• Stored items
//! Bounded retry with exponential backoff for retriable failures.

use crate::{ErrorEnvelope, RequestContext, Result};
use std::future::Future;
use std::time::Duration;

/// How many times a failed operation is re-run and how long to wait between attempts.
#[derive(Debug, Clone, Copy, PartialEq, Eq)]
pub struct RetryPolicy {
    /// Maximum attempts, the first try included.
    pub max_attempts: u32,
    /// Delay before the second attempt, in milliseconds.
    pub base_delay_ms: u64,
    /// Upper bound for any single delay, in milliseconds.
    pub max_delay_ms: u64,
    /// Jitter as a percentage of the computed delay (0..=100).
    pub jitter_ratio_pct: u32,
}

impl Default for RetryPolicy {
    fn default() -> Self {
        Self {
            max_attempts: 3,
            base_delay_ms: 250,
            max_delay_ms: 5_000,
            jitter_ratio_pct: 20,
        }
    }
}

impl RetryPolicy {
    /// Single attempt, no waiting.
    #[must_use]
    pub const fn no_retry() -> Self {
        Self {
            max_attempts: 1,
            base_delay_ms: 0,
            max_delay_ms: 0,
            jitter_ratio_pct: 0,
        }
    }

    /// Delay applied after the given failed attempt (1-based), before jitter.
    #[must_use]
    pub fn delay_for(self, attempt: u32) -> Duration {
        let exponent = attempt.saturating_sub(1).min(30);
        let raw = self.base_delay_ms.saturating_mul(1_u64 << exponent);
        Duration::from_millis(raw.min(self.max_delay_ms))
    }

    fn jittered_delay_for(self, attempt: u32) -> Duration {
        let base = self.delay_for(attempt);
        let pct = u128::from(self.jitter_ratio_pct.min(100));
        if pct == 0 || base.is_zero() {
            return base;
        }
        let base_ms = base.as_millis();
        let spread = base_ms.saturating_mul(pct) / 100;
        if spread == 0 {
            return base;
        }
        // Uniform offset in [-spread, +spread].
        let roll = uuid::Uuid::new_v4().as_u128() % (spread * 2 + 1);
        let jittered = (base_ms + roll).saturating_sub(spread);
        let capped = jittered.min(u128::from(self.max_delay_ms));
        Duration::from_millis(u64::try_from(capped).unwrap_or(self.max_delay_ms))
    }
}

/// Run `op` until it succeeds, fails with a non-retriable error, or attempts run out.
pub async fn retry_async<T, F, Fut>(
    ctx: &RequestContext,
    policy: RetryPolicy,
    operation: &str,
    mut op: F,
) -> Result<T>
where
    F: FnMut() -> Fut,
    Fut: Future<Output = Result<T>>,
{
    retry_async_with_observer(ctx, policy, operation, &mut op, |_, _, _| {}).await
}

/// Same as [`retry_async`], calling `on_retry(attempt, delay, error)` before each wait.
pub async fn retry_async_with_observer<T, F, Fut, Obs>(
    ctx: &RequestContext,
    policy: RetryPolicy,
    operation: &str,
    op: &mut F,
    mut on_retry: Obs,
) -> Result<T>
where
    F: FnMut() -> Fut,
    Fut: Future<Output = Result<T>>,
    Obs: FnMut(u32, Duration, &ErrorEnvelope),
{
    let max_attempts = policy.max_attempts.max(1);
    let mut attempt = 0_u32;

    loop {
        attempt = attempt.saturating_add(1);
        ctx.ensure_not_cancelled(operation)?;

        match op().await {
            Ok(value) => return Ok(value),
            Err(error) if error.is_retriable() && attempt < max_attempts => {
                let delay = policy.jittered_delay_for(attempt);
                on_retry(attempt, delay, &error);
                sleep_or_cancel(ctx, delay, operation).await?;
            },
            Err(error) => {
                return Err(error.with_metadata("attempts", attempt.to_string()));
            },
        }
    }
}

async fn sleep_or_cancel(ctx: &RequestContext, delay: Duration, operation: &str) -> Result<()> {
    tokio::select! {
        () = ctx.cancelled() => Err(
            ErrorEnvelope::cancelled("operation cancelled").with_metadata("operation", operation),
        ),
        () = tokio::time::sleep(delay) => Ok(()),
    }
}

#[cfg(test)]
mod tests {
    use super::*;
    use crate::{ErrorClass, ErrorCode};
    use std::sync::Arc;
    use std::sync::atomic::{AtomicU32, Ordering};

    fn fast_policy(max_attempts: u32) -> RetryPolicy {
        RetryPolicy {
            max_attempts,
            base_delay_ms: 1,
            max_delay_ms: 4,
            jitter_ratio_pct: 0,
        }
    }

    fn transient() -> ErrorEnvelope {
        ErrorEnvelope::unexpected(ErrorCode::timeout(), "timeout", ErrorClass::Retriable)
    }

    #[test]
    fn delays_double_and_cap() {
        let policy = RetryPolicy::default();
        assert_eq!(policy.delay_for(1), Duration::from_millis(250));
        assert_eq!(policy.delay_for(2), Duration::from_millis(500));
        assert_eq!(policy.delay_for(3), Duration::from_millis(1_000));
        assert_eq!(policy.delay_for(40), Duration::from_millis(5_000));
    }

    #[test]
    fn jitter_stays_within_bounds() {
        let policy = RetryPolicy::default();
        for _ in 0..200 {
            let delay = policy.jittered_delay_for(1).as_millis();
            assert!((200..=300).contains(&delay), "delay {delay} out of range");
        }
    }

    #[tokio::test]
    async fn retriable_failures_are_retried_until_success() -> Result<()> {
        let ctx = RequestContext::new_request();
        let calls = Arc::new(AtomicU32::new(0));
        let calls_task = Arc::clone(&calls);

        let value = retry_async(&ctx, fast_policy(3), "flaky", || {
            let calls = Arc::clone(&calls_task);
            async move {
                let attempt = calls.fetch_add(1, Ordering::SeqCst) + 1;
                if attempt < 3 { Err(transient()) } else { Ok(attempt) }
            }
        })
        .await?;

        assert_eq!(value, 3);
        assert_eq!(calls.load(Ordering::SeqCst), 3);
        Ok(())
    }

    #[tokio::test]
    async fn non_retriable_failures_stop_immediately() {
        let ctx = RequestContext::new_request();
        let calls = Arc::new(AtomicU32::new(0));
        let calls_task = Arc::clone(&calls);

        let result: Result<()> = retry_async(&ctx, fast_policy(5), "strict", || {
            let calls = Arc::clone(&calls_task);
            async move {
                calls.fetch_add(1, Ordering::SeqCst);
                Err(ErrorEnvelope::expected(ErrorCode::not_found(), "missing"))
            }
        })
        .await;

        let error = result.expect_err("should fail");
        assert_eq!(error.code, ErrorCode::not_found());
        assert_eq!(error.metadata.get("attempts").map(String::as_str), Some("1"));
        assert_eq!(calls.load(Ordering::SeqCst), 1);
    }

    #[tokio::test]
    async fn observer_sees_each_retry() {
        let ctx = RequestContext::new_request();
        let mut seen = Vec::new();
        let mut op = || async { Err::<(), _>(transient()) };

        let result = retry_async_with_observer(&ctx, fast_policy(3), "always", &mut op, |attempt, _, _| {
            seen.push(attempt);
        })
        .await;

        assert!(result.is_err());
        assert_eq!(seen, vec![1, 2]);
    }

    #[tokio::test]
    async fn cancelled_context_short_circuits() {
        let ctx = RequestContext::new_request();
        ctx.cancel();

        let result: Result<()> = retry_async(&ctx, fast_policy(3), "cancelled", || async {
            Ok(())
        })
        .await;

        assert!(result.is_err_and(|error| error.is_cancelled()));
    }
}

• WORK ORDER
Nothing but the lines from the line containing "async fn observer_sees_each_retry()" through the final line of the entries should appear in your answer, copied exactly.

• RESULT
    async fn observer_sees_each_retry() {
        let ctx = RequestContext::new_request();
        let mut seen = Vec::new();
        let mut op = || async { Err::<(), _>(transient()) };

        let result = retry_async_with_observer(&ctx, fast_policy(3), "always", &mut op, |attempt, _, _| {
            seen.push(attempt);
        })
        .await;

        assert!(result.is_err());
        assert_eq!(seen, vec![1, 2]);
    }

    #[tokio::test]
    async fn cancelled_context_short_circuits() {
        let ctx = RequestContext::new_request();
        ctx.cancel();

        let result: Result<()> = retry_async(&ctx, fast_policy(3), "cancelled", || async {
            Ok(())
        })
        .await;

        assert!(result.is_err_and(|error| error.is_cancelled()));
    }
}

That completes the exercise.